While I agree pipeline error notifications could be a nice to have feature, I would rather not wait for #36806 to be resolved before treating this ticket.

This ticket is about a bug that is affecting us, premium customers, in our work. I am pretty sure this bug, which looks like a buffer overflow, can be resolved by looking at GitLab logs. There is not need for a visual notifications of the bug here.

Should I reach the premium support helpdesk to escalate the issue ?

@jheimbuck_gl @marknuzzo

thanks for the ping @vdsbenoit. Very odd that this particular set of circumstances (variable length + needs) creates the bug!!

A first fix for this might be throwing an error in the pipeline editor when the total variable length exceeds 114 but I don't think that's the outcome you want.

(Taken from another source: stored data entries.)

//! Position & order lifecycle engine.
//!
//! Leaves first: [`router`] fans orders out to venues, [`lifecycle`] holds
//! the per-position state machine, [`ledger`] the active registry,
//! [`monitor`] the price loop, [`executor`] the facade and [`intake`] the
//! bounded alert queue in front of it.

pub mod executor;
pub mod intake;
pub mod ledger;
pub mod lifecycle;
pub mod monitor;
pub mod router;

pub use executor::TradeExecutor;
pub use intake::{AlertSender, IntakeError};
pub use lifecycle::{PositionStateMachine, TickOutcome};
pub use monitor::{PriceMonitor, TickReport};
pub use router::{OrderAction, OrderConfirmation, OrderRouter, RouteError};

Heads up for @marknuzzo - we might investigate if there's a hard limit we should document here. In the meantime we can document the limit when mixing usage of parallel:matrix and needs: here maybe? cc @marcel.amirault

Thank you @jheimbuck_gl

Let me emphasis that the 114 char limit is not per variable but for all the variables of a matrix item together. The issue becomes very cumbersome when we have multiple variables, with few characters each, but with a sum that exceeds 114. For instance:

job:
  parallel:
    matrix:
      - FOO1: abcdefghij
        FOO2: abcdefghij
        FOO3: abcdefghij
        FOO4: abcdefghij
        FOO5: abcdefghij
        FOO6: abcdefghij
        FOO7: abcdefghij
        FOO8: abcdefghij
        FOO9: abcdefghij
        FOO10: abcdefghij
        FOO11: abcdefghij
        FOO12: abcdefghij

Heads up for @marknuzzo - we might investigate if there's a hard limit we should document here

Hi @jheimbuck_gl - I'm leaning towards tracking the investigation in a separate upstream issue and linking these together. WDYT?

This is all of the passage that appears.